Back when my dad installed physical PBXes, the big ones that could be the size
of a mainframe, uptime the biggest argument: they had to have reliability to
five nines (99.99999%, if you don't get it). Then when cellphones first came
out, everyone got lackadaisical about dropped calls. And overnight an entire
industry worried about reliability "to five nines" changed, and "whatever,
it's a new service, you've got to expect some difficulties."

The internet started with relatively low reliability. No web host I've ever
seen has truly been able to achieve 99.999% uptime. And yet, when GitHub goes
down under a "large DDOS attack" but still manages to maintain 99.85% uptime
over the last month (with several DDOS-caused outages) everyone comes out of
the woodwork to complain. After all, it isn't as-if hosting a massive service
while keeping everything secure _and_ running happily is an easy thing.

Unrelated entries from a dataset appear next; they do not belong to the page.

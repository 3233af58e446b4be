//! Result and error types for Teller.

use thiserror::Error;

/// Result type for Teller operations
pub type TellerResult<T> = Result<T, TellerError>;

/// Errors that can occur while driving the application under test
#[derive(Debug, Error)]
pub enum TellerError {
    /// Element absent (or not actionable) when an action required it
    #[error("Locator {selector} did not resolve: {message}")]
    LocatorResolution {
        /// Selector that failed to resolve
        selector: String,
        /// Error message
        message: String,
    },

    /// Selector could not be parsed by the engine
    #[error("Invalid selector {selector}: {message}")]
    InvalidSelector {
        /// Offending selector
        selector: String,
        /// Parser message
        message: String,
    },

    /// A bounded wait expired
    #[error("Timed out after {ms}ms waiting for {waited_for}")]
    Timeout {
        /// Timeout in milliseconds
        ms: u64,
        /// Description of the condition
        waited_for: String,
    },

    /// Navigation error
    #[error("Navigation to {url} failed: {message}")]
    Navigation {
        /// URL that failed
        url: String,
        /// Error message
        message: String,
    },

    /// Browser launch error
    #[error("Failed to launch browser: {message}")]
    BrowserLaunch {
        /// Error message
        message: String,
    },

    /// Any other failure reported by the automation engine
    #[error("Driver error: {message}")]
    Driver {
        /// Error message
        message: String,
    },

    /// A one-shot dialog capture is already armed on this session
    #[error("A dialog interceptor is already armed on this session")]
    DialogAlreadyArmed,

    /// The dialog listener went away before any dialog fired
    #[error("Dialog interceptor dropped before a dialog fired")]
    DialogDropped,

    /// Displayed text could not be translated to a domain value
    #[error("Could not parse {text:?}: {message}")]
    Parse {
        /// Raw text
        text: String,
        /// Error message
        message: String,
    },

    /// Configuration error
    #[error("Configuration error: {message}")]
    Config {
        /// Error message
        message: String,
    },

    /// The session was already closed
    #[error("Session is closed")]
    SessionClosed,

    /// I/O error
    #[error("I/O error: {0}")]
    Io(#[from] std::io::Error),

    /// JSON error
    #[error("JSON error: {0}")]
    Json(#[from] serde_json::Error),

    /// YAML error
    #[error("YAML error: {0}")]
    Yaml(#[from] serde_yaml_ng::Error),
}

impl TellerError {
    /// Create a locator resolution error
    #[must_use]
    pub fn locator(selector: impl Into<String>, message: impl Into<String>) -> Self {
        Self::LocatorResolution {
            selector: selector.into(),
            message: message.into(),
        }
    }

    /// Create a driver error
    #[must_use]
    pub fn driver(message: impl Into<String>) -> Self {
        Self::Driver {
            message: message.into(),
        }
    }

    /// Create a configuration error
    #[must_use]
    pub fn config(message: impl Into<String>) -> Self {
        Self::Config {
            message: message.into(),
        }
    }

    /// Check whether this error is a timeout
    #[must_use]
    pub const fn is_timeout(&self) -> bool {
        matches!(self, Self::Timeout { .. })
    }
}
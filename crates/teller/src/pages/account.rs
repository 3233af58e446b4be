//! Customer account overview: header figures, account dropdown, tabs.

use super::{customer_login, deposit, transactions, withdrawal};
use crate::locator::{Locator, Selector};
use crate::model::parse_amount;
use crate::page_object::{LocatorRegistry, PageObject, Screen};
use crate::result::TellerResult;
use crate::session::Session;
use crate::wait;

/// Welcome banner holding the customer's name
const WELCOME: &str = ".fontBig";

/// Element whose visibility signals arrival on this screen
pub(crate) fn landmark() -> Locator {
    Locator::new(WELCOME)
}

fn registry() -> LocatorRegistry {
    LocatorRegistry::builder()
        .defining("welcome", Selector::css(WELCOME))
        .defining("logout", Selector::css(r#"button[ng-click="byebye()"]"#))
        .with_locator("account_select", Selector::css("#accountSelect"))
        // the welcome line's span is also an ng-binding, so pin to <strong>
        .with_locator("account_number", Selector::css(".center strong.ng-binding:nth-of-type(1)"))
        .with_locator("balance", Selector::css(".center strong.ng-binding:nth-of-type(2)"))
        .with_locator("currency", Selector::css(".center strong.ng-binding:nth-of-type(3)"))
        .with_locator("transactions", Selector::css(r#"button[ng-click="transactions()"]"#))
        .with_locator("deposit_tab", Selector::css(r#"button[ng-click="deposit()"]"#))
        .with_locator("withdrawl_tab", Selector::css(r#"button[ng-click="withdrawl()"]"#))
        .build()
}

/// Account screen (`#/account`)
#[derive(Debug, Clone)]
pub struct AccountPage {
    screen: Screen,
}

impl AccountPage {
    /// Bind to a session
    #[must_use]
    pub fn new(session: Session) -> Self {
        Self {
            screen: Screen::new(session, registry()),
        }
    }

    /// Customer name from the welcome banner
    pub async fn welcome_message(&self) -> TellerResult<String> {
        self.screen.text("welcome").await
    }

    /// Displayed account number
    pub async fn account_number(&self) -> TellerResult<String> {
        self.screen.text("account_number").await
    }

    /// Displayed balance, as text
    pub async fn balance(&self) -> TellerResult<String> {
        self.screen.text("balance").await
    }

    /// Displayed balance, parsed
    pub async fn balance_as_number(&self) -> TellerResult<f64> {
        parse_amount(&self.balance().await?)
    }

    /// Displayed currency
    pub async fn currency(&self) -> TellerResult<String> {
        self.screen.text("currency").await
    }

    /// Account numbers offered by the dropdown
    pub async fn available_accounts(&self) -> TellerResult<Vec<String>> {
        self.screen.options("account_select").await
    }

    /// Switch accounts and wait until the header shows the new number
    pub async fn select_account(&self, account_number: &str) -> TellerResult<()> {
        self.screen.select("account_select", account_number).await?;
        let waited_for = format!("account {account_number} to be displayed");
        wait::wait_for(&waited_for, &self.screen.base().settle_wait(), || async {
            self.account_number()
                .await
                .map(|shown| shown == account_number.trim())
        })
        .await?;
        Ok(())
    }

    /// Open the transactions list
    pub async fn click_transactions(&self) -> TellerResult<()> {
        self.switch_to("transactions", transactions::landmark()).await
    }

    /// Open the deposit form
    pub async fn click_deposit_tab(&self) -> TellerResult<()> {
        self.switch_to("deposit_tab", deposit::landmark()).await
    }

    /// Open the withdrawal form (the application spells it "Withdrawl")
    pub async fn click_withdrawl(&self) -> TellerResult<()> {
        self.switch_to("withdrawl_tab", withdrawal::landmark()).await
    }

    /// Log out and wait for the customer login screen
    pub async fn click_logout(&self) -> TellerResult<()> {
        let base = self.screen.base();
        self.screen.click("logout").await?;
        base.wait_for_page_load().await?;
        base.wait_for_element(&customer_login::landmark(), base.settle_wait().timeout())
            .await
    }

    /// Click a tab and wait for the target screen's landmark
    async fn switch_to(&self, tab: &str, lands_on: Locator) -> TellerResult<()> {
        let base = self.screen.base();
        self.screen.click(tab).await?;
        base.wait_for_element(&lands_on, base.settle_wait().timeout()).await
    }
}

impl PageObject for AccountPage {
    fn screen(&self) -> &Screen {
        &self.screen
    }

    fn page_name(&self) -> &'static str {
        "account"
    }
}
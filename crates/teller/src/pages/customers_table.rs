//! Manager's Customers table with its search box.

use crate::locator::{Locator, Selector};
use crate::model::Customer;
use crate::page_object::{LocatorRegistry, PageObject, Screen};
use crate::result::TellerResult;
use crate::session::Session;
use crate::table;
use crate::wait;

const SEARCH: &str = r#"input[ng-model="searchCustomer"]"#;

pub(crate) fn landmark() -> Locator {
    Locator::new(SEARCH)
}

fn registry() -> LocatorRegistry {
    LocatorRegistry::builder()
        .defining("table", Selector::css("table.table"))
        .defining("search", Selector::css(SEARCH))
        .with_locator("rows", Selector::css("table.table tbody tr"))
        .build()
}

/// Customers screen (`#/manager/list`)
#[derive(Debug, Clone)]
pub struct CustomersTablePage {
    screen: Screen,
}

impl CustomersTablePage {
    /// Bind to a session
    #[must_use]
    pub fn new(session: Session) -> Self {
        Self {
            screen: Screen::new(session, registry()),
        }
    }

    /// Replace the search term and wait for the table to filter
    pub async fn search_customer(&self, term: &str) -> TellerResult<()> {
        let rows = self.screen.locator("rows")?;
        let before = table::scrape_rows(self.screen.base(), &rows).await?;
        self.screen.fill("search", term).await?;
        let options = self.screen.base().config().fallback_wait();
        let waited_for = format!("customers table to filter on {term:?}");
        wait::wait_for_change(&waited_for, &before, &options, || {
            table::scrape_rows(self.screen.base(), &rows)
        })
        .await?;
        Ok(())
    }

    /// Every displayed customer, in table order
    pub async fn all_customers(&self) -> TellerResult<Vec<Customer>> {
        table::scrape_table(self.screen.base(), &self.screen.locator("rows")?).await
    }

    /// First customer with this first and last name
    pub async fn find_customer_by_name(
        &self,
        first_name: &str,
        last_name: &str,
    ) -> TellerResult<Option<Customer>> {
        let customers = self.all_customers().await?;
        Ok(customers.into_iter().find(|c| c.is_named(first_name, last_name)))
    }

    /// Whether a customer with this name is displayed
    pub async fn customer_exists(&self, first_name: &str, last_name: &str) -> TellerResult<bool> {
        Ok(self.find_customer_by_name(first_name, last_name).await?.is_some())
    }

    /// Number of displayed rows
    pub async fn customer_count(&self) -> TellerResult<usize> {
        self.screen.count("rows").await
    }

    /// Account numbers of the named customer, empty when not listed
    pub async fn customer_account_numbers(
        &self,
        first_name: &str,
        last_name: &str,
    ) -> TellerResult<Vec<String>> {
        Ok(self
            .find_customer_by_name(first_name, last_name)
            .await?
            .map(|c| c.account_number_list())
            .unwrap_or_default())
    }

    /// Search, then return what the table shows
    pub async fn find_customers_by_searching(&self, term: &str) -> TellerResult<Vec<Customer>> {
        self.search_customer(term).await?;
        self.all_customers().await
    }
}

impl PageObject for CustomersTablePage {
    fn screen(&self) -> &Screen {
        &self.screen
    }

    fn page_name(&self) -> &'static str {
        "customers"
    }
}
//! Customer login screen: pick a name, then log in.

use super::account;
use crate::locator::{Locator, Selector};
use crate::page_object::{LocatorRegistry, PageObject, Screen};
use crate::result::TellerResult;
use crate::session::Session;

/// Customer dropdown
const USER_SELECT: &str = "#userSelect";

/// Element whose visibility signals arrival on this screen
pub(crate) fn landmark() -> Locator {
    Locator::new(USER_SELECT)
}

/// Dropdown placeholder, not a customer
const PLACEHOLDER: &str = "---Your Name---";

fn registry() -> LocatorRegistry {
    LocatorRegistry::builder()
        .defining("user_select", Selector::css(USER_SELECT))
        .defining("your_name_label", Selector::css_with_text("label", "Your Name"))
        .with_locator("login", Selector::css(r#"button[type="submit"]"#))
        .build()
}

/// Customer login screen (`#/customer`).
///
/// The Login button only appears once a name is selected, so it is not one
/// of the defining elements.
#[derive(Debug, Clone)]
pub struct CustomerLoginPage {
    screen: Screen,
}

impl CustomerLoginPage {
    /// Bind to a session
    #[must_use]
    pub fn new(session: Session) -> Self {
        Self {
            screen: Screen::new(session, registry()),
        }
    }

    /// Select a customer by the name shown in the dropdown
    pub async fn select_customer(&self, name: &str) -> TellerResult<()> {
        self.screen.select("user_select", name).await?;
        self.screen.wait_visible("login").await
    }

    /// Submit the login form and wait for the account welcome
    pub async fn click_login(&self) -> TellerResult<()> {
        let base = self.screen.base();
        self.screen.click("login").await?;
        base.wait_for_element(&account::landmark(), base.settle_wait().timeout())
            .await
    }

    /// Select `name` and log in
    pub async fn login(&self, name: &str) -> TellerResult<()> {
        tracing::info!(customer = name, "customer login");
        self.select_customer(name).await?;
        self.click_login().await
    }

    /// Names offered by the dropdown, placeholder removed
    pub async fn available_customers(&self) -> TellerResult<Vec<String>> {
        let options = self.screen.options("user_select").await?;
        Ok(options.into_iter().filter(|o| o != PLACEHOLDER).collect())
    }
}

impl PageObject for CustomerLoginPage {
    fn screen(&self) -> &Screen {
        &self.screen
    }

    fn page_name(&self) -> &'static str {
        "customer login"
    }
}
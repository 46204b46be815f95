// Networking stack: address allocation, bridge devices, interfaces,
// links, nodes, and the topology builder that orchestrates them.

pub mod bridge;
pub mod builder;
pub mod intf;
pub mod ipam;
pub mod link;
pub mod node;

pub use bridge::{BridgeDevice, BridgeKind};
pub use builder::{BuildReport, MacPolicy, NetworkBuilder, Outcome};
pub use intf::{Intf, InterfaceRef, IntfStatus};
pub use ipam::Cidr;
pub use link::{Link, LinkOpts};
pub use node::{Node, NodeKind, SwitchFlavor};
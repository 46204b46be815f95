// Interface objects and veth pair creation.
//
// An Intf describes one end of a veth pair (or a loopback). The OS-level
// interface must exist before an Intf configures itself; pair creation is
// a separate step so both ends can be created atomically first.

use crate::error::{Error, Result};
use crate::utils::command::Executor;
use std::fmt;
use std::net::Ipv4Addr;

/// How callers may refer to one of a node's interfaces. Configuration
/// methods accept any of the three forms and resolve them uniformly.
#[derive(Debug, Clone)]
pub enum InterfaceRef {
    ByName(String),
    #[allow(dead_code)]
    ByPort(u16),
    Default,
}

/// Observed state of an interface.
#[derive(Debug, Clone, Copy, PartialEq, Eq)]
pub enum IntfStatus {
    Ok,
    Missing,
}

impl fmt::Display for IntfStatus {
    fn fmt(&self, f: &mut fmt::Formatter<'_>) -> fmt::Result {
        match self {
            IntfStatus::Ok => write!(f, "OK"),
            IntfStatus::Missing => write!(f, "MISSING"),
        }
    }
}

/// One network interface owned by a node.
#[derive(Debug, Clone)]
pub struct Intf {
    pub name: String,
    pub mac: Option<String>,
    pub ip: Option<Ipv4Addr>,
    pub prefix_len: Option<u8>,
    /// Named network namespace the interface lives in, if any. Commands
    /// against the interface are wrapped with `ip netns exec` when set.
    pub netns: Option<String>,
}

impl Intf {
    pub fn new(name: &str) -> Self {
        Self {
            name: name.to_string(),
            mac: None,
            ip: None,
            prefix_len: None,
            netns: None,
        }
    }

    /// The loopback interface. Its address is known without querying the
    /// OS, which saves a command per node.
    pub fn loopback() -> Self {
        Self {
            name: "lo".to_string(),
            mac: None,
            ip: Some(Ipv4Addr::LOCALHOST),
            prefix_len: Some(8),
            netns: None,
        }
    }

    fn wrap<'a>(&'a self, argv: &[&'a str]) -> Vec<&'a str> {
        match &self.netns {
            Some(ns) => {
                let mut wrapped = vec!["ip", "netns", "exec", ns.as_str()];
                wrapped.extend_from_slice(argv);
                wrapped
            }
            None => argv.to_vec(),
        }
    }

    /// Assign an IP address and bring the interface up. Assumes the
    /// OS-level interface already exists.
    pub fn set_ip(&mut self, exec: &dyn Executor, addr: Ipv4Addr, prefix_len: u8) -> Result<()> {
        let cidr = format!("{}/{}", addr, prefix_len);
        let argv = self.wrap(&["ip", "addr", "add", cidr.as_str(), "dev", self.name.as_str()]);
        exec.run_checked(&argv)?;
        self.ip = Some(addr);
        self.prefix_len = Some(prefix_len);
        self.set_up(exec)
    }

    /// Set the MAC address. The interface has to be down while the
    /// hardware address changes.
    pub fn set_mac(&mut self, exec: &dyn Executor, mac: &str) -> Result<()> {
        let down = self.wrap(&["ip", "link", "set", self.name.as_str(), "down"]);
        exec.run_checked(&down)?;
        let addr = self.wrap(&["ip", "link", "set", self.name.as_str(), "address", mac]);
        exec.run_checked(&addr)?;
        self.mac = Some(mac.to_string());
        self.set_up(exec)
    }

    pub fn set_up(&self, exec: &dyn Executor) -> Result<()> {
        let argv = self.wrap(&["ip", "link", "set", self.name.as_str(), "up"]);
        exec.run_checked(&argv)?;
        Ok(())
    }

    #[allow(dead_code)]
    pub fn is_up(&self, exec: &dyn Executor) -> bool {
        let argv = self.wrap(&["ip", "link", "show", self.name.as_str()]);
        exec.run(&argv)
            .map(|r| r.success && r.stdout.contains("UP"))
            .unwrap_or(false)
    }

    pub fn status(&self, exec: &dyn Executor) -> IntfStatus {
        let argv = self.wrap(&["ip", "link", "show", self.name.as_str()]);
        match exec.run(&argv) {
            Ok(r) if r.success => IntfStatus::Ok,
            _ => IntfStatus::Missing,
        }
    }

    /// Move the interface into a named network namespace and remember the
    /// namespace for later configuration commands.
    pub fn move_to_netns(&mut self, exec: &dyn Executor, netns: &str) -> Result<()> {
        exec.run_checked(&["ip", "link", "set", self.name.as_str(), "netns", netns])?;
        self.netns = Some(netns.to_string());
        Ok(())
    }

    pub fn delete(&self, exec: &dyn Executor) -> Result<()> {
        let argv = self.wrap(&["ip", "link", "del", self.name.as_str()]);
        exec.run_checked(&argv)?;
        Ok(())
    }
}

impl fmt::Display for Intf {
    fn fmt(&self, f: &mut fmt::Formatter<'_>) -> fmt::Result {
        write!(f, "{}", self.name)
    }
}

/// Create a veth pair joining `name1` and `name2`, optionally with fixed
/// MAC addresses, in a single atomic command.
///
/// With `delete_first`, any pre-existing interfaces with the target names
/// are removed first, making retries idempotent. Creation failure carries
/// the command output; this is where most topology-construction failures
/// surface (name collision, missing kernel module, permissions).
pub fn make_intf_pair(
    exec: &dyn Executor,
    name1: &str,
    name2: &str,
    mac1: Option<&str>,
    mac2: Option<&str>,
    delete_first: bool,
) -> Result<()> {
    if delete_first {
        exec.run_quietly(&["ip", "link", "del", name1]);
        exec.run_quietly(&["ip", "link", "del", name2]);
    }

    let mut argv = vec!["ip", "link", "add", "name", name1];
    if let Some(mac) = mac1 {
        argv.extend_from_slice(&["address", mac]);
    }
    argv.extend_from_slice(&["type", "veth", "peer", "name", name2]);
    if let Some(mac) = mac2 {
        argv.extend_from_slice(&["address", mac]);
    }

    let result = exec.run(&argv)?;
    if !result.success {
        return Err(Error::InterfacePairCreation {
            intf1: name1.to_string(),
            intf2: name2.to_string(),
            output: result.output(),
        });
    }
    Ok(())
}

#[cfg(test)]
mod tests {
    use super::*;
    use crate::utils::command::testing::{failed_result, ScriptedExecutor};

    #[test]
    fn loopback_needs_no_os_query() {
        let intf = Intf::loopback();
        assert_eq!(intf.ip, Some(Ipv4Addr::LOCALHOST));
        assert_eq!(intf.prefix_len, Some(8));
        assert_eq!(intf.name, "lo");
    }

    #[test]
    fn set_ip_adds_address_then_brings_up() {
        let exec = ScriptedExecutor::new();
        let calls = exec.call_log();
        let mut intf = Intf::new("h1-eth0");
        intf.set_ip(&exec, "10.0.3.2".parse().unwrap(), 24).unwrap();

        let log = calls.borrow();
        assert_eq!(log[0], "ip addr add 10.0.3.2/24 dev h1-eth0");
        assert_eq!(log[1], "ip link set h1-eth0 up");
    }

    #[test]
    fn namespaced_intf_wraps_commands() {
        let exec = ScriptedExecutor::new();
        let calls = exec.call_log();
        let mut intf = Intf::new("h1-eth0");
        intf.netns = Some("h1".to_string());
        intf.set_up(&exec).unwrap();
        assert_eq!(
            calls.borrow()[0],
            "ip netns exec h1 ip link set h1-eth0 up"
        );
    }

    #[test]
    fn pair_creation_is_one_atomic_command() {
        let exec = ScriptedExecutor::new();
        let calls = exec.call_log();
        make_intf_pair(
            &exec,
            "h1-eth0",
            "s1-eth1",
            Some("02:00:00:00:00:01"),
            None,
            false,
        )
        .unwrap();
        let log = calls.borrow();
        assert_eq!(log.len(), 1);
        assert_eq!(
            log[0],
            "ip link add name h1-eth0 address 02:00:00:00:00:01 type veth peer name s1-eth1"
        );
    }

    #[test]
    fn delete_first_makes_retries_idempotent() {
        let exec = ScriptedExecutor::new();
        let calls = exec.call_log();
        make_intf_pair(&exec, "a", "b", None, None, true).unwrap();
        make_intf_pair(&exec, "a", "b", None, None, true).unwrap();

        let log = calls.borrow();
        // Each call deletes both names before creating the pair once.
        assert_eq!(log.len(), 6);
        assert_eq!(log[0], "ip link del a");
        assert_eq!(log[1], "ip link del b");
        assert_eq!(log[2], "ip link add name a type veth peer name b");
        assert_eq!(log[3], "ip link del a");
    }

    #[test]
    fn creation_failure_carries_command_output() {
        let exec = ScriptedExecutor::new()
            .respond("type veth", failed_result("RTNETLINK answers: File exists"));
        let err = make_intf_pair(&exec, "a", "b", None, None, false);
        match err {
            Err(Error::InterfacePairCreation { output, .. }) => {
                assert!(output.contains("File exists"));
            }
            other => panic!("expected InterfacePairCreation, got {:?}", other),
        }
    }
}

If you're tired of GitHub outages, then get a Bitbucket account, or host your
own Git repository for backup. What serious developer, or service, would keep
all their eggs in one basket if they really depended on the uptime of just one
centralized service?

------
kozhevnikov
Out of curiosity, to those who prefer Bitbucket to GitHub, how often (if ever)
does it (Bitbucket) go down due to DDoS or otherwise?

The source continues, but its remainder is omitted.